3. Le requérant soutient qu'il parle seulement le wolof et qu'il n'a pas été en mesure de comprendre les informations écrites qui lui ont été délivrées lors de la remise des brochures A et B écrites en français. Il rappelle qu'il a toujours demandé un interprète en wolof lors de ses entretiens et que sa fiche d'entretien individuelle ne mentionne que le wolof comme langue comprise. Toutefois, le préfet fait valoir, sans être contesté, qu'il a rempli seul, sans l'aide d'un interprète, les " feuilles de salle " établies en français.
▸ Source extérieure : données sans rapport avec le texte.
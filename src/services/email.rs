//! Outbound email (password reset links)

use lettre::{
    message::{header::ContentType, Mailbox, Message, MultiPart, SinglePart},
    transport::smtp::authentication::Credentials,
    AsyncSmtpTransport, AsyncTransport, Tokio1Executor,
};
use std::str::FromStr;

use crate::{
    config::EmailConfig,
    error::{AppError, AppResult},
};

#[derive(Clone)]
pub struct EmailService {
    config: EmailConfig,
}

impl EmailService {
    pub fn new(config: EmailConfig) -> Self {
        Self { config }
    }

    /// Send the password reset link
    pub async fn send_password_reset(&self, to: &str, reset_url: &str) -> AppResult<()> {
        let text = format!(
            "Follow this link to reset your password: {}\n\nThe link expires in one hour. \
             If you did not ask for a new password, you can ignore this email.",
            reset_url
        );
        let html = format!(
            "<p>Click the link to reset your password: \
             <a href='{url}' target='_blank'>Reset Password</a></p>\
             <p>The link expires in one hour.</p>",
            url = reset_url
        );

        self.send_email(to, "Reset Password", text, html).await
    }

    async fn send_email(&self, to: &str, subject: &str, text: String, html: String) -> AppResult<()> {
        if !self.config.enabled {
            tracing::debug!(subject, "Email delivery disabled, not sending");
            return Ok(());
        }

        let from_name = self.config.smtp_from_name.as_deref().unwrap_or("MyBooks");
        let from_mailbox = Mailbox::from_str(&format!("{} <{}>", from_name, self.config.smtp_from))
            .map_err(|e| AppError::Internal(format!("Invalid from address: {}", e)))?;

        let to_mailbox = Mailbox::from_str(to)
            .map_err(|e| AppError::Internal(format!("Invalid to address: {}", e)))?;

        let email = Message::builder()
            .from(from_mailbox)
            .to(to_mailbox)
            .subject(subject)
            .multipart(
                MultiPart::alternative()
                    .singlepart(
                        SinglePart::builder()
                            .header(ContentType::TEXT_PLAIN)
                            .body(text),
                    )
                    .singlepart(
                        SinglePart::builder()
                            .header(ContentType::TEXT_HTML)
                            .body(html),
                    ),
            )
            .map_err(|e| AppError::Internal(format!("Failed to build email: {}", e)))?;

        let transport = if self.config.smtp_use_tls {
            AsyncSmtpTransport::<Tokio1Executor>::starttls_relay(&self.config.smtp_host)
                .map_err(|e| AppError::Internal(format!("Failed to create SMTP transport: {}", e)))?
        } else {
            AsyncSmtpTransport::<Tokio1Executor>::builder_dangerous(&self.config.smtp_host)
        }
        .port(self.config.smtp_port);

        let transport = match (&self.config.smtp_username, &self.config.smtp_password) {
            (Some(username), Some(password)) => {
                transport.credentials(Credentials::new(username.clone(), password.clone()))
            }
            _ => transport,
        };

        transport
            .build()
            .send(email)
            .await
            .map_err(|e| AppError::Internal(format!("Failed to send email: {}", e)))?;

        tracing::info!(subject, "Email sent");
        Ok(())
    }
}
//! Authentication endpoints

use axum::{
    extract::{Path, State},
    http::StatusCode,
    Json,
};
use axum_extra::extract::cookie::{Cookie, CookieJar, SameSite};
use serde::{Deserialize, Serialize};
use utoipa::ToSchema;
use uuid::Uuid;

use super::{AuthenticatedUser, AUTH_COOKIE};
use crate::{
    error::AppResult,
    models::user::{Credentials, ForgotPassword, ResetPassword, UserInfo},
};

/// Sign-up response
#[derive(Serialize, Deserialize, ToSchema)]
pub struct SignupResponse {
    pub id: Uuid,
}

#[derive(Serialize, Deserialize, ToSchema)]
pub struct MessageResponse {
    pub message: String,
}

impl MessageResponse {
    pub fn new(message: &str) -> Json<Self> {
        Json(Self {
            message: message.to_string(),
        })
    }
}

/// Token validation response
#[derive(Serialize, Deserialize, ToSchema)]
pub struct ValidateTokenResponse {
    pub user: UserInfo,
}

/// Register with email and password
#[utoipa::path(
    post,
    path = "/auth/signup/credentials",
    tag = "auth",
    request_body = Credentials,
    responses(
        (status = 201, description = "User created", body = SignupResponse),
        (status = 409, description = "Email already registered", body = crate::error::ErrorResponse),
        (status = 422, description = "Invalid payload", body = crate::error::ErrorResponse)
    )
)]
pub async fn signup(
    State(state): State<crate::AppState>,
    Json(request): Json<Credentials>,
) -> AppResult<(StatusCode, Json<SignupResponse>)> {
    let id = state.services.auth.signup(request).await?;
    Ok((StatusCode::CREATED, Json(SignupResponse { id })))
}

/// Sign in and receive the session cookie
#[utoipa::path(
    post,
    path = "/auth/signin/credentials",
    tag = "auth",
    request_body = Credentials,
    responses(
        (status = 200, description = "Signed in, session cookie set"),
        (status = 401, description = "Invalid email or password", body = crate::error::ErrorResponse)
    )
)]
pub async fn signin(
    State(state): State<crate::AppState>,
    jar: CookieJar,
    Json(request): Json<Credentials>,
) -> AppResult<(CookieJar, StatusCode)> {
    let token = state.services.auth.signin(request).await?;

    let cookie = Cookie::build((AUTH_COOKIE, token))
        .path("/")
        .http_only(true)
        .same_site(SameSite::Lax)
        .secure(state.config.auth.cookie_secure)
        .max_age(time::Duration::seconds(state.services.auth.session_seconds()));

    Ok((jar.add(cookie), StatusCode::OK))
}

/// Clear the session cookie
#[utoipa::path(
    post,
    path = "/auth/signout",
    tag = "auth",
    responses(
        (status = 200, description = "Session cookie cleared")
    )
)]
pub async fn signout(State(state): State<crate::AppState>, jar: CookieJar) -> (CookieJar, StatusCode) {
    let cookie = Cookie::build((AUTH_COOKIE, ""))
        .path("/")
        .http_only(true)
        .same_site(SameSite::Lax)
        .secure(state.config.auth.cookie_secure)
        .max_age(time::Duration::ZERO);

    (jar.add(cookie), StatusCode::OK)
}

/// Request a password reset email
#[utoipa::path(
    post,
    path = "/auth/forgot-password",
    tag = "auth",
    request_body = ForgotPassword,
    responses(
        (status = 200, description = "Accepted, whether or not the email is registered", body = MessageResponse),
        (status = 422, description = "Invalid email", body = crate::error::ErrorResponse)
    )
)]
pub async fn forgot_password(
    State(state): State<crate::AppState>,
    Json(request): Json<ForgotPassword>,
) -> AppResult<Json<MessageResponse>> {
    state.services.auth.forgot_password(request).await?;
    Ok(MessageResponse::new("email sent"))
}

/// Set a new password with a reset token
#[utoipa::path(
    post,
    path = "/auth/reset-password/{token}",
    tag = "auth",
    params(("token" = String, Path, description = "Password reset token")),
    request_body = ResetPassword,
    responses(
        (status = 200, description = "Password changed", body = MessageResponse),
        (status = 400, description = "Invalid or expired token", body = crate::error::ErrorResponse)
    )
)]
pub async fn reset_password(
    State(state): State<crate::AppState>,
    Path(token): Path<String>,
    Json(request): Json<ResetPassword>,
) -> AppResult<Json<MessageResponse>> {
    state.services.auth.reset_password(&token, request).await?;
    Ok(MessageResponse::new("password reset successful"))
}

/// Return the user behind the session token
#[utoipa::path(
    get,
    path = "/auth/validate-token",
    tag = "auth",
    security(("cookie_auth" = []), ("bearer_auth" = [])),
    responses(
        (status = 200, description = "Token is valid", body = ValidateTokenResponse),
        (status = 401, description = "Missing, invalid or expired token", body = crate::error::ErrorResponse)
    )
)]
pub async fn validate_token(AuthenticatedUser(user): AuthenticatedUser) -> Json<ValidateTokenResponse> {
    Json(ValidateTokenResponse {
        user: UserInfo::from(&user),
    })
}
Il ressort également des pièces du dossier qu'il a signé, le 25 mai 2018, la requête rédigée en français qu'il a présentée devant le tribunal administratif de Paris à l'encontre de l'arrêté du 23 mai 2018. De plus, l'intéressé indique avoir fait son service militaire dans la gendarmerie au Sénégal alors que le français est la langue officielle de ce pays. Enfin, il se prévaut d'un certificat médical circonstancié en français où ses dires sont relatés sans qu'il soit soutenu qu'il était alors assisté d'un interprète en langue wolof. Dans ces conditions, le préfet de police a pu raisonnablement supposer que M. A... comprenait la langue française. Au surplus, l'intéressé a indiqué " avoir compris tous les termes de cet entretien " lors de son entretien individuel sans mentionner que les brochures lui ont été donnés dans une langue qu'il ne comprenait pas. Dans ces conditions, le moyen tiré de ce que l'arrêté contesté a été pris en méconnaissance de l'article 4 du règlement (UE) n° 604/2013 doit être écarté. Par suite, c'est à tort que le Tribunal administratif de Paris s'est fondé sur la méconnaissance, par la décision attaquée, de l'article 4 du règlement précité pour prononcer son annulation.
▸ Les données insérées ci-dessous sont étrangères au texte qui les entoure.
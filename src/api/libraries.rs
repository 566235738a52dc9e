//! Library endpoints

use axum::{
    extract::State,
    http::StatusCode,
    Json,
};
use uuid::Uuid;

use super::{auth::MessageResponse, ApiPath, ApiQuery, AuthenticatedUser};
use crate::{
    error::AppResult,
    models::library::{CreateLibrary, Library, LibraryDetails, LibraryQuery, UpdateLibrary},
};

#[utoipa::path(
    get,
    path = "/libraries",
    tag = "libraries",
    security(("cookie_auth" = []), ("bearer_auth" = [])),
    params(LibraryQuery),
    responses(
        (status = 200, description = "Libraries, newest first", body = Vec<Library>)
    )
)]
pub async fn list_libraries(
    State(state): State<crate::AppState>,
    AuthenticatedUser(user): AuthenticatedUser,
    ApiQuery(query): ApiQuery<LibraryQuery>,
) -> AppResult<Json<Vec<Library>>> {
    let libraries = state.services.libraries.list(user.id, query).await?;
    Ok(Json(libraries))
}

#[utoipa::path(
    post,
    path = "/libraries",
    tag = "libraries",
    security(("cookie_auth" = []), ("bearer_auth" = [])),
    request_body = CreateLibrary,
    responses(
        (status = 201, description = "Library created", body = Library),
        (status = 422, description = "Invalid payload", body = crate::error::ErrorResponse)
    )
)]
pub async fn create_library(
    State(state): State<crate::AppState>,
    AuthenticatedUser(user): AuthenticatedUser,
    Json(request): Json<CreateLibrary>,
) -> AppResult<(StatusCode, Json<Library>)> {
    let library = state.services.libraries.create(user.id, request).await?;
    Ok((StatusCode::CREATED, Json(library)))
}

/// Get a library with its books
#[utoipa::path(
    get,
    path = "/libraries/{libraryId}",
    tag = "libraries",
    security(("cookie_auth" = []), ("bearer_auth" = [])),
    params(("libraryId" = Uuid, Path, description = "Library ID")),
    responses(
        (status = 200, description = "Library details", body = LibraryDetails),
        (status = 404, description = "Library not found", body = crate::error::ErrorResponse)
    )
)]
pub async fn get_library(
    State(state): State<crate::AppState>,
    AuthenticatedUser(user): AuthenticatedUser,
    ApiPath(id): ApiPath<Uuid>,
) -> AppResult<Json<LibraryDetails>> {
    let library = state.services.libraries.get(user.id, id).await?;
    Ok(Json(library))
}

#[utoipa::path(
    put,
    path = "/libraries/{libraryId}",
    tag = "libraries",
    security(("cookie_auth" = []), ("bearer_auth" = [])),
    params(("libraryId" = Uuid, Path, description = "Library ID")),
    request_body = UpdateLibrary,
    responses(
        (status = 200, description = "Library updated", body = Library),
        (status = 404, description = "Library not found", body = crate::error::ErrorResponse),
        (status = 422, description = "Invalid payload", body = crate::error::ErrorResponse)
    )
)]
pub async fn update_library(
    State(state): State<crate::AppState>,
    AuthenticatedUser(user): AuthenticatedUser,
    ApiPath(id): ApiPath<Uuid>,
    Json(request): Json<UpdateLibrary>,
) -> AppResult<Json<Library>> {
    let library = state.services.libraries.update(user.id, id, request).await?;
    Ok(Json(library))
}

/// Delete a library; its books are kept
#[utoipa::path(
    delete,
    path = "/libraries/{libraryId}",
    tag = "libraries",
    security(("cookie_auth" = []), ("bearer_auth" = [])),
    params(("libraryId" = Uuid, Path, description = "Library ID")),
    responses(
        (status = 200, description = "Library deleted", body = MessageResponse),
        (status = 404, description = "Library not found", body = crate::error::ErrorResponse)
    )
)]
pub async fn delete_library(
    State(state): State<crate::AppState>,
    AuthenticatedUser(user): AuthenticatedUser,
    ApiPath(id): ApiPath<Uuid>,
) -> AppResult<Json<MessageResponse>> {
    state.services.libraries.delete(user.id, id).await?;
    Ok(MessageResponse::new("Library deleted successfully"))
}

/// Attach a book to a library
#[utoipa::path(
    post,
    path = "/libraries/{libraryId}/books/{bookId}",
    tag = "libraries",
    security(("cookie_auth" = []), ("bearer_auth" = [])),
    params(
        ("libraryId" = Uuid, Path, description = "Library ID"),
        ("bookId" = Uuid, Path, description = "Book ID")
    ),
    responses(
        (status = 200, description = "Book attached", body = LibraryDetails),
        (status = 404, description = "Library or book not found", body = crate::error::ErrorResponse)
    )
)]
pub async fn add_book(
    State(state): State<crate::AppState>,
    AuthenticatedUser(user): AuthenticatedUser,
    ApiPath((library_id, book_id)): ApiPath<(Uuid, Uuid)>,
) -> AppResult<Json<LibraryDetails>> {
    let library = state.services.libraries.add_book(user.id, library_id, book_id).await?;
    Ok(Json(library))
}

/// Detach a book from a library
#[utoipa::path(
    delete,
    path = "/libraries/{libraryId}/books/{bookId}",
    tag = "libraries",
    security(("cookie_auth" = []), ("bearer_auth" = [])),
    params(
        ("libraryId" = Uuid, Path, description = "Library ID"),
        ("bookId" = Uuid, Path, description = "Book ID")
    ),
    responses(
        (status = 200, description = "Book detached", body = LibraryDetails),
        (status = 404, description = "Library or book not found", body = crate::error::ErrorResponse)
    )
)]
pub async fn remove_book(
    State(state): State<crate::AppState>,
    AuthenticatedUser(user): AuthenticatedUser,
    ApiPath((library_id, book_id)): ApiPath<(Uuid, Uuid)>,
) -> AppResult<Json<LibraryDetails>> {
    let library = state.services.libraries.remove_book(user.id, library_id, book_id).await?;
    Ok(Json(library))
}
4. Il appartient toutefois à la Cour, saisie de l'ensemble du litige par l'effet dévolutif de l'appel, d'examiner les autres moyens soulevés par M. A... à l'encontre de la décision contestée.

Sur les autres moyens de M. A... devant le tribunal administratif :

5. Aux termes du premier alinéa de l'article L. 742-3 du code de l'entrée et du séjour des étrangers et du droit d'asile : " Sous réserve du second alinéa de l'article L. 742-1, l'étranger dont l'examen de la demande d'asile relève de la responsabilité d'un autre Etat peut faire l'objet d'un transfert vers l'Etat responsable de cet examen ". Aux termes du I de l'article L. 742-4 du même code : " L'étranger qui a fait l'objet d'une décision de transfert mentionnée à l'article L. 742-3 peut, dans le délai de quinze jours à compter de la notification de cette décision, en demander l'annulation au président du tribunal administratif. / Le président ou le magistrat qu'il désigne à cette fin (...) statue dans un délai de quinze jours à compter de sa saisine (...) ". En vertu du II du même article, lorsque la décision de transfert est accompagnée d'un placement en rétention administrative ou d'une mesure d'assignation à résidence notifiée simultanément, l'étranger dispose d'un délai de 48 heures pour saisir le président du tribunal administratif d'un recours et ce dernier dispose d'un délai de 72 heures pour statuer. Aux termes du second alinéa de l'article L. 742-5 du même code : " La décision de transfert ne peut faire l'objet d'une exécution d'office ni avant l'expiration d'un délai de quinze jours ou, si une décision de placement en rétention prise en application de l'article L. 551-1 ou d'assignation à résidence prise en application de l'article L. 561-2 a été notifiée avec la décision de transfert, avant l'expiration d'un délai de quarante-huit heures, ni avant que le tribunal administratif ait statué, s'il a été saisi ". L'article L. 742-6 du même code prévoit que : " Si la décision de transfert est annulée, il est immédiatement mis fin aux mesures de surveillance prévues au livre V. L'autorité administrative statue à nouveau sur le cas de l'intéressé ".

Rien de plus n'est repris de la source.